* _Data shown_:
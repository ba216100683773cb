//! 条件检查器：按声明顺序评估条件，得到本轮的 ConditionResult
//!
//! 未生效的条件直接记为不满足，不做任何剂量查询（查询代价高）。
//! 语法错误、引擎查询失败、ROI 体积为 0 都降级为「不满足」并记录一行诊断，其余条件继续评估。

use serde::Serialize;

use crate::core::{EngineError, EvalContext};
use crate::criteria::grammar::{Criterion, CriterionTest, VolumeUnit};
use crate::engine::{DoseStatistic, PlanningEngine};

/// 单条条件的评估结果
#[derive(Debug, Clone, PartialEq, Serialize)]
pub struct CriterionOutcome {
    pub name: String,
    pub met: bool,
    /// 是否真正执行了评估（未生效 / 语法错误时为 false）
    pub evaluated: bool,
    /// 报告值：剂量（cGy）、体积（% 或 cc）或 AlwaysTrue 的当前轮次
    pub value: Option<f64>,
    pub note: Option<String>,
}

impl CriterionOutcome {
    fn skipped(name: &str, note: impl Into<String>) -> Self {
        Self {
            name: name.to_string(),
            met: false,
            evaluated: false,
            value: None,
            note: Some(note.into()),
        }
    }
}

/// 一轮的条件结果：条件名 → 是否满足；每轮重新生成，不跨轮合并
#[derive(Debug, Clone, Default, PartialEq, Serialize)]
pub struct ConditionResult {
    pub round: u32,
    pub outcomes: Vec<CriterionOutcome>,
}

impl ConditionResult {
    /// 查询条件是否满足；同名条件以后出现者为准
    pub fn get(&self, name: &str) -> Option<bool> {
        self.outcomes
            .iter()
            .rev()
            .find(|o| o.name == name)
            .map(|o| o.met)
    }

    pub fn any_met(&self) -> bool {
        self.outcomes.iter().any(|o| o.met)
    }

    pub fn met_count(&self) -> usize {
        self.outcomes.iter().filter(|o| o.met).count()
    }
}

enum Measured {
    Value { value: f64, met: bool },
    Unavailable(String),
}

/// 条件检查器
pub struct ConditionChecker<'a> {
    engine: &'a dyn PlanningEngine,
}

impl<'a> ConditionChecker<'a> {
    pub fn new(engine: &'a dyn PlanningEngine) -> Self {
        Self { engine }
    }

    pub async fn evaluate(&self, criteria: &[Criterion], ctx: &EvalContext<'_>) -> ConditionResult {
        let mut outcomes = Vec::with_capacity(criteria.len());
        for criterion in criteria {
            let outcome = self.evaluate_one(criterion, ctx).await;
            if outcome.evaluated {
                tracing::info!(
                    "Round {}: condition '{}' {} (value: {})",
                    ctx.round,
                    outcome.name,
                    if outcome.met { "met" } else { "not met" },
                    outcome
                        .value
                        .map(|v| format!("{v:.2}"))
                        .unwrap_or_else(|| "-".to_string())
                );
            }
            outcomes.push(outcome);
        }
        let result = ConditionResult {
            round: ctx.round,
            outcomes,
        };
        let skipped = result.outcomes.iter().filter(|o| !o.evaluated).count();
        tracing::info!(
            "Round {}: {} of {} conditions met, {} skipped",
            ctx.round,
            result.met_count(),
            result.outcomes.len(),
            skipped
        );
        result
    }

    async fn evaluate_one(&self, criterion: &Criterion, ctx: &EvalContext<'_>) -> CriterionOutcome {
        let name = criterion.name.as_str();
        match &criterion.active_round {
            Err(e) => {
                tracing::warn!(
                    target: "planflow::fallback",
                    "Condition '{}': invalid active round ({}), treated as not met",
                    name,
                    e
                );
                return CriterionOutcome::skipped(name, e.to_string());
            }
            Ok(gate) if !gate.is_active(ctx.round) => {
                tracing::debug!(
                    "Condition '{}' inactive in round {} (active {})",
                    name,
                    ctx.round,
                    gate.to_wire()
                );
                return CriterionOutcome::skipped(name, format!("inactive ({})", gate.to_wire()));
            }
            Ok(_) => {}
        }

        let test = match &criterion.test {
            Ok(test) => test,
            Err(e) => {
                tracing::warn!("Condition '{}': {}, treated as not met", name, e);
                return CriterionOutcome::skipped(name, e.to_string());
            }
        };

        let roi = ctx.resolve(&criterion.roi);
        match self.measure(test, roi, ctx.round).await {
            Ok(Measured::Value { value, met }) => CriterionOutcome {
                name: name.to_string(),
                met,
                evaluated: true,
                value: Some(value),
                note: None,
            },
            Ok(Measured::Unavailable(reason)) => {
                tracing::warn!("Condition '{}' on '{}': {}, treated as not met", name, roi, reason);
                CriterionOutcome {
                    name: name.to_string(),
                    met: false,
                    evaluated: true,
                    value: None,
                    note: Some(reason),
                }
            }
            Err(e) => {
                tracing::warn!("Condition '{}' on '{}': {}, treated as not met", name, roi, e);
                CriterionOutcome {
                    name: name.to_string(),
                    met: false,
                    evaluated: true,
                    value: None,
                    note: Some(e.to_string()),
                }
            }
        }
    }

    async fn measure(
        &self,
        test: &CriterionTest,
        roi: &str,
        round: u32,
    ) -> Result<Measured, EngineError> {
        match *test {
            CriterionTest::AlwaysTrue => Ok(Measured::Value {
                value: f64::from(round),
                met: true,
            }),
            CriterionTest::MaxDose(t) => {
                let value = self.engine.dose_statistic(roi, DoseStatistic::Max).await?;
                Ok(Measured::Value {
                    value,
                    met: t.comparator.holds(value, t.value),
                })
            }
            CriterionTest::MinDose(t) => {
                let value = self.engine.dose_statistic(roi, DoseStatistic::Min).await?;
                Ok(Measured::Value {
                    value,
                    met: t.comparator.holds(value, t.value),
                })
            }
            CriterionTest::MeanDose(t) => {
                let value = self
                    .engine
                    .dose_statistic(roi, DoseStatistic::Average)
                    .await?;
                Ok(Measured::Value {
                    value,
                    met: t.comparator.holds(value, t.value),
                })
            }
            CriterionTest::DoseAtVolume {
                volume,
                unit,
                comparator,
                dose,
            } => {
                let fraction = match unit {
                    VolumeUnit::Percent => volume / 100.0,
                    VolumeUnit::Cc => {
                        let total = self.engine.roi_volume(roi).await?;
                        if total <= 0.0 {
                            return Ok(Measured::Unavailable("ROI volume is zero".to_string()));
                        }
                        volume / total
                    }
                };
                let doses = self.engine.dose_at_relative_volumes(roi, &[fraction]).await?;
                let Some(value) = doses.first().copied() else {
                    return Ok(Measured::Unavailable("no dose returned".to_string()));
                };
                Ok(Measured::Value {
                    value,
                    met: comparator.holds(value, dose),
                })
            }
            CriterionTest::VolumeAtDose {
                dose,
                comparator,
                volume,
                unit,
            } => {
                let volumes = self
                    .engine
                    .relative_volume_at_dose_values(roi, &[dose])
                    .await?;
                let Some(relative) = volumes.first().copied() else {
                    return Ok(Measured::Unavailable("no volume returned".to_string()));
                };
                let value = match unit {
                    VolumeUnit::Percent => relative * 100.0,
                    VolumeUnit::Cc => relative * self.engine.roi_volume(roi).await?,
                };
                Ok(Measured::Value {
                    value,
                    met: comparator.holds(value, volume),
                })
            }
        }
    }
}

#[cfg(test)]
mod tests {
    use super::*;
    use crate::engine::{RoiDose, SimulatedEngine};
    use crate::roi::{RoiMatch, RoiMatchMap};

    fn engine() -> SimulatedEngine {
        SimulatedEngine::new()
            .with_plan("Plan1")
            .with_roi(
                "PTV_actual",
                RoiDose::new(300.0)
                    .with_stats(4400.0, 3700.0, 4050.0)
                    .with_dvh(vec![(3700.0, 1.0), (3950.0, 0.95), (4400.0, 0.0)]),
            )
            .with_roi(
                "Rectum",
                RoiDose::new(150.0)
                    .with_stats(4100.0, 200.0, 1800.0)
                    .with_dvh(vec![(0.0, 1.0), (2000.0, 0.1), (4100.0, 0.0)]),
            )
            .with_roi("Empty", RoiDose::new(0.0).with_dvh(vec![(0.0, 1.0), (10.0, 0.0)]))
    }

    fn map() -> RoiMatchMap {
        let mut map = RoiMatchMap::new();
        map.insert("PTV", RoiMatch::Matched("PTV_actual".into()));
        map
    }

    #[tokio::test]
    async fn test_dose_at_volume_percent_reports_dose() {
        let engine = engine();
        let map = map();
        let ctx = EvalContext::new(1, &map);
        let criteria = vec![Criterion::new("cov", "DaV", "PTV", "D95% ≥ 3900 cGy", "≥ 0")];
        let result = ConditionChecker::new(&engine).evaluate(&criteria, &ctx).await;
        assert_eq!(result.get("cov"), Some(true));
        assert_eq!(result.outcomes[0].value, Some(3950.0));
    }

    #[tokio::test]
    async fn test_volume_at_dose_in_cc() {
        let engine = engine();
        let map = map();
        let ctx = EvalContext::new(1, &map);
        let criteria = vec![Criterion::new("v20", "VaD", "Rectum", "V2000cGy ≤ 20cc", "≥ 0")];
        let result = ConditionChecker::new(&engine).evaluate(&criteria, &ctx).await;
        assert_eq!(result.get("v20"), Some(true));
        let value = result.outcomes[0].value.unwrap();
        assert!((value - 15.0).abs() < 1e-9);
    }

    #[tokio::test]
    async fn test_dose_at_volume_in_cc_converts_by_roi_volume() {
        let engine = engine();
        let map = map();
        let ctx = EvalContext::new(1, &map);
        // 15cc / 150cc = 0.1 相对体积，对应 2000 cGy
        let criteria = vec![Criterion::new("d15cc", "DaV", "Rectum", "D15cc ≤ 2000 cGy", "≥ 0")];
        let result = ConditionChecker::new(&engine).evaluate(&criteria, &ctx).await;
        assert_eq!(result.get("d15cc"), Some(true));
        let value = result.outcomes[0].value.unwrap();
        assert!((value - 2000.0).abs() < 1e-9);
        assert_eq!(engine.count_calls("roi_volume").await, 1);
    }

    #[tokio::test]
    async fn test_volume_at_dose_in_percent_reports_percent() {
        let engine = engine();
        let map = map();
        let ctx = EvalContext::new(1, &map);
        let criteria = vec![
            Criterion::new("v20_pct", "VaD", "Rectum", "V2000cGy ≤ 20%", "≥ 0"),
            Criterion::new("v20_tight", "VaD", "Rectum", "V2000cGy ≤ 5%", "≥ 0"),
        ];
        let result = ConditionChecker::new(&engine).evaluate(&criteria, &ctx).await;
        assert_eq!(result.get("v20_pct"), Some(true));
        assert_eq!(result.get("v20_tight"), Some(false));
        for outcome in &result.outcomes {
            assert!((outcome.value.unwrap() - 10.0).abs() < 1e-9);
        }
        assert_eq!(engine.count_calls("roi_volume").await, 0);
    }

    #[tokio::test]
    async fn test_inclusive_comparators_match_literal_comparison() {
        let engine = engine();
        let map = map();
        let ctx = EvalContext::new(1, &map);
        let criteria = vec![
            Criterion::new("hot", "Max Dose", "PTV", "≥4400", "≥ 0"),
            Criterion::new("not_hot", "Max Dose", "PTV", "≥4400.1", "≥ 0"),
            Criterion::new("cold", "Min Dose", "PTV", "≤3700", "≤ 10"),
            Criterion::new("strict", "Max Dose", "PTV", ">4000", "≥ 0"),
        ];
        let result = ConditionChecker::new(&engine).evaluate(&criteria, &ctx).await;
        assert_eq!(result.get("hot"), Some(true));
        assert_eq!(result.get("not_hot"), Some(false));
        assert_eq!(result.get("cold"), Some(true));
        assert_eq!(result.get("strict"), Some(false));
    }

    #[tokio::test]
    async fn test_gated_criteria_are_not_queried() {
        let engine = engine();
        let map = map();
        let criteria = vec![Criterion::new("late", "Max Dose", "PTV", "≥4000", "≥ 3")];
        let checker = ConditionChecker::new(&engine);

        for round in 1..=2 {
            let result = checker.evaluate(&criteria, &EvalContext::new(round, &map)).await;
            assert_eq!(result.get("late"), Some(false));
            assert!(!result.outcomes[0].evaluated);
        }
        assert_eq!(engine.count_calls("dose_statistic").await, 0);

        let result = checker.evaluate(&criteria, &EvalContext::new(3, &map)).await;
        assert_eq!(result.get("late"), Some(true));
        assert_eq!(engine.count_calls("dose_statistic").await, 1);
    }

    #[tokio::test]
    async fn test_failures_downgrade_to_not_met_and_continue() {
        let engine = engine();
        let map = map();
        let ctx = EvalContext::new(2, &map);
        let criteria = vec![
            Criterion::new("bad_gate", "Max Dose", "PTV", "≥4000", "~ 1"),
            Criterion::new("bad_text", "Max Dose", "PTV", "high", "≥ 0"),
            Criterion::new("missing", "Max Dose", "Heart", "≥10", "≥ 0"),
            Criterion::new("zero", "DaV", "Empty", "D1cc ≥ 1 cGy", "≥ 0"),
            Criterion::new("always", "Always True", "", "", "≥ 0"),
            Criterion::new("no_gate", "Max Dose", "PTV", "≥4000", ""),
        ];
        let result = ConditionChecker::new(&engine).evaluate(&criteria, &ctx).await;
        assert_eq!(result.get("bad_gate"), Some(false));
        assert_eq!(result.get("bad_text"), Some(false));
        assert_eq!(result.get("missing"), Some(false));
        assert_eq!(result.get("zero"), Some(false));
        assert_eq!(result.get("always"), Some(true));
        assert_eq!(result.outcomes[4].value, Some(2.0));
        assert_eq!(result.get("no_gate"), Some(false));
        assert!(!result.outcomes[5].evaluated);
    }
}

* _Task objective_: Where the string "Clone" shows up in the listing above, copy the line that holds it.

* _Result of this exercise_:
#[derive(Debug, Clone, PartialEq, Serialize)]
#[derive(Debug, Clone, Default, PartialEq, Serialize)]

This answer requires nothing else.